One hundred percent of participants indicated that their company's alliances strategy directly was intertwined with their company's overall growth strategy.
* Customer demand is a key force driving the formation of alliances. Nearly all interviewees clearly stated that customer demand and expectations had a direct impact on their company's overall partnering activities.
* Sales forces are becoming more open to and adept at working within alliances. Most survey participants said their direct sales teams were becoming more willing to interact with partners than before. Whereas initially the interaction between partners may have been somewhat reluctant or not entirely understood, there is a growing comfort level of alliances as a crucial element in a multi-channel strategy. But the reasons for acceptance may go beyond a pro-active strategic decision, and more by a reaction to the market. Salespeople are learning that customers do not necessarily want a one-stop shop; they want solutions that only can be formed through collaboration and partnering. As a result, salespeople who once controlled the sales process through internal teams are growing comfortable with relinquishing control and accepting the mutual dependency of the external team. This is a fundamental change, and an important one--the Gartner Group said those companies that do not effectively partner may be facing extinction by as early as 2003.
* Company revenue that are the direct result of alliances are skyrocketing. Among our respondents, the portion of total company revenue derived from partners ranged from "more than half" to 100 percent (depending on the type of company and the products or services they offered).
* Alliances have been given a higher profile and more urgent priority on the corporate strategic agenda. Alliance organizations typically now report to the president, CEO or chairman, as opposed to being treated as a sub-section of sales, marketing or operations.
* On a global front, the United States is further along in leveraging alliances than other parts of the world. Part of this is due to the US' lead in e-commerce environments. But in addition, there is cultural and political resistance in many areas by organizations that are reluctant to leave the one-stop shop mentality of vertical integration.
A New Kind Of Alliance
The most pertinent finding of our research--indeed, the true gist behind this paper --is the fact that the new alliances being formed do not resemble the alliances of the past. There are new expectations, new intents and a new set of rules that define them. They are strategic in nature. For more and more companies, their capabilities and business models are based on a very sophisticated network of alliances called 'ecosystems.'
Clearly, alliances that are built solely on volume discounts and that are arranged only between non-competing organizations, still will succeed. But they no longer are enough. To succeed in the e-marketspace, a more complex and meaningful kind of alliance is necessary--one that begins to resemble more of a true partnership rather than a mere vendor agreement. And these new partnerships--or e-alliances--will be crucial to companies that hope to succeed in the marketplace of tomorrow.

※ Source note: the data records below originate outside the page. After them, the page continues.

//! Slot-grid arithmetic for the booking calendar.
//!
//! Business hours are discretized into fixed-size slots. All availability and
//! conflict questions reduce to set operations over slot start times, so this
//! module stays pure and the allocator owns the I/O.

use std::collections::BTreeSet;

use chrono::{Duration, NaiveTime};

use crate::errors::DomainError;

#[derive(Clone, Copy, Debug, PartialEq, Eq)]
pub struct SlotGrid {
    day_start: NaiveTime,
    day_end: NaiveTime,
    slot_minutes: u32,
}

impl SlotGrid {
    pub fn new(
        day_start: NaiveTime,
        day_end: NaiveTime,
        slot_minutes: u32,
    ) -> Result<Self, DomainError> {
        if slot_minutes == 0 || slot_minutes > 24 * 60 {
            return Err(DomainError::Validation(format!(
                "slot size must be between 1 and 1440 minutes, got {slot_minutes}"
            )));
        }
        if day_start >= day_end {
            return Err(DomainError::Validation(format!(
                "business hours are empty: {day_start} >= {day_end}"
            )));
        }
        Ok(Self { day_start, day_end, slot_minutes })
    }

    pub fn slot_minutes(&self) -> u32 {
        self.slot_minutes
    }

    /// Every slot start time within business hours, in order. A start time
    /// counts only if the full slot fits before closing.
    pub fn slot_starts(&self) -> Vec<NaiveTime> {
        let step = Duration::minutes(i64::from(self.slot_minutes));
        let mut starts = Vec::new();
        let mut cursor = self.day_start;
        while cursor + step <= self.day_end {
            starts.push(cursor);
            let next = cursor + step;
            // NaiveTime arithmetic wraps at midnight; a wrapped cursor means
            // the grid reached the end of the day.
            if next <= cursor {
                break;
            }
            cursor = next;
        }
        starts
    }

    /// Slot start times a run of `duration_slots` beginning at `start` covers.
    pub fn covered(&self, start: NaiveTime, duration_slots: u32) -> Vec<NaiveTime> {
        (0..duration_slots)
            .map(|i| start + Duration::minutes(i64::from(i * self.slot_minutes)))
            .collect()
    }

    /// Whether the whole run lies on the grid and within business hours.
    pub fn fits(&self, start: NaiveTime, duration_slots: u32) -> bool {
        if duration_slots == 0 {
            return false;
        }
        let offset = start.signed_duration_since(self.day_start);
        let on_grid = offset.num_minutes() >= 0
            && offset.num_minutes() % i64::from(self.slot_minutes) == 0
            && offset.num_seconds() % 60 == 0;
        if !on_grid {
            return false;
        }
        let starts: BTreeSet<NaiveTime> = self.slot_starts().into_iter().collect();
        self.covered(start, duration_slots).iter().all(|slot| starts.contains(slot))
    }

    /// Available start times for a run of `duration_slots`: the business-hours
    /// grid minus `occupied`, windowed so every slot of the run must be free.
    pub fn available_starts(
        &self,
        duration_slots: u32,
        occupied: &BTreeSet<NaiveTime>,
    ) -> Vec<NaiveTime> {
        if duration_slots == 0 {
            return Vec::new();
        }
        let grid: BTreeSet<NaiveTime> = self.slot_starts().into_iter().collect();
        self.slot_starts()
            .into_iter()
            .filter(|start| {
                self.covered(*start, duration_slots)
                    .iter()
                    .all(|slot| grid.contains(slot) && !occupied.contains(slot))
            })
            .collect()
    }

    /// Half-open range overlap. Back-to-back runs (end of one equals start of
    /// the next) do not overlap.
    pub fn ranges_overlap(
        &self,
        a_start: NaiveTime,
        a_slots: u32,
        b_start: NaiveTime,
        b_slots: u32,
    ) -> bool {
        let a_end = a_start + Duration::minutes(i64::from(a_slots * self.slot_minutes));
        let b_end = b_start + Duration::minutes(i64::from(b_slots * self.slot_minutes));
        a_start < b_end && b_start < a_end
    }
}

#[cfg(test)]
mod tests {
    use std::collections::BTreeSet;

    use chrono::NaiveTime;

    use super::SlotGrid;
    use crate::errors::DomainError;

    fn t(value: &str) -> NaiveTime {
        NaiveTime::parse_from_str(value, "%H:%M").expect("valid time")
    }

    fn grid() -> SlotGrid {
        SlotGrid::new(t("09:00"), t("18:00"), 30).expect("valid grid")
    }

    #[test]
    fn rejects_empty_hours_and_zero_slot() {
        assert!(matches!(
            SlotGrid::new(t("18:00"), t("09:00"), 30),
            Err(DomainError::Validation(_))
        ));
        assert!(matches!(
            SlotGrid::new(t("09:00"), t("18:00"), 0),
            Err(DomainError::Validation(_))
        ));
    }

    #[test]
    fn grid_covers_business_hours() {
        let starts = grid().slot_starts();
        assert_eq!(starts.len(), 18);
        assert_eq!(starts.first(), Some(&t("09:00")));
        assert_eq!(starts.last(), Some(&t("17:30")));
    }

    #[test]
    fn last_slot_must_fit_before_closing() {
        let grid = SlotGrid::new(t("09:00"), t("10:15"), 30).expect("valid grid");
        assert_eq!(grid.slot_starts(), vec![t("09:00"), t("09:30")]);
    }

    #[test]
    fn multi_slot_availability_excludes_windows_overlapping_occupancy() {
        // One occupied slot at 10:00. A 60-minute request must lose both
        // 09:30 and 10:00 as start times.
        let occupied: BTreeSet<NaiveTime> = [t("10:00")].into_iter().collect();
        let available = grid().available_starts(2, &occupied);

        assert!(!available.contains(&t("09:30")));
        assert!(!available.contains(&t("10:00")));
        assert!(available.contains(&t("09:00")));
        assert!(available.contains(&t("10:30")));
    }

    #[test]
    fn multi_slot_run_must_fit_inside_business_hours() {
        let available = grid().available_starts(2, &BTreeSet::new());
        assert!(available.contains(&t("17:00")));
        assert!(!available.contains(&t("17:30")));
    }

    #[test]
    fn fits_rejects_off_grid_and_overflow_starts() {
        assert!(grid().fits(t("10:00"), 2));
        assert!(!grid().fits(t("10:15"), 1));
        assert!(!grid().fits(t("08:30"), 1));
        assert!(!grid().fits(t("17:30"), 2));
        assert!(!grid().fits(t("10:00"), 0));
    }

    #[test]
    fn back_to_back_ranges_do_not_overlap() {
        let grid = grid();
        assert!(!grid.ranges_overlap(t("10:00"), 1, t("10:30"), 1));
        assert!(grid.ranges_overlap(t("10:00"), 2, t("10:30"), 1));
        assert!(grid.ranges_overlap(t("09:30"), 2, t("10:00"), 1));
    }
}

But what exactly are these ePartnerships? How do they function? More importantly, what does it take to put a successful one together? Is there a right way to ePartner with someone?
As a result of this research, we've identified eight best practices necessary for successfully forming and leveraging ePartnerships.
* Design it in.
* Pick a few, and do it fast.
* Change your metrics for success.
* Make it easy.
* Flawless execution.
* Act like a start-up.
* Be loud and clever.
* Keep it centered on the customer.
These rules are based firmly on a variety of change drivers that have surfaced from our research. Together, they form the foundation of building the successful alliances that are needed for staking out an organization's territory in the e-marketspace of tomorrow.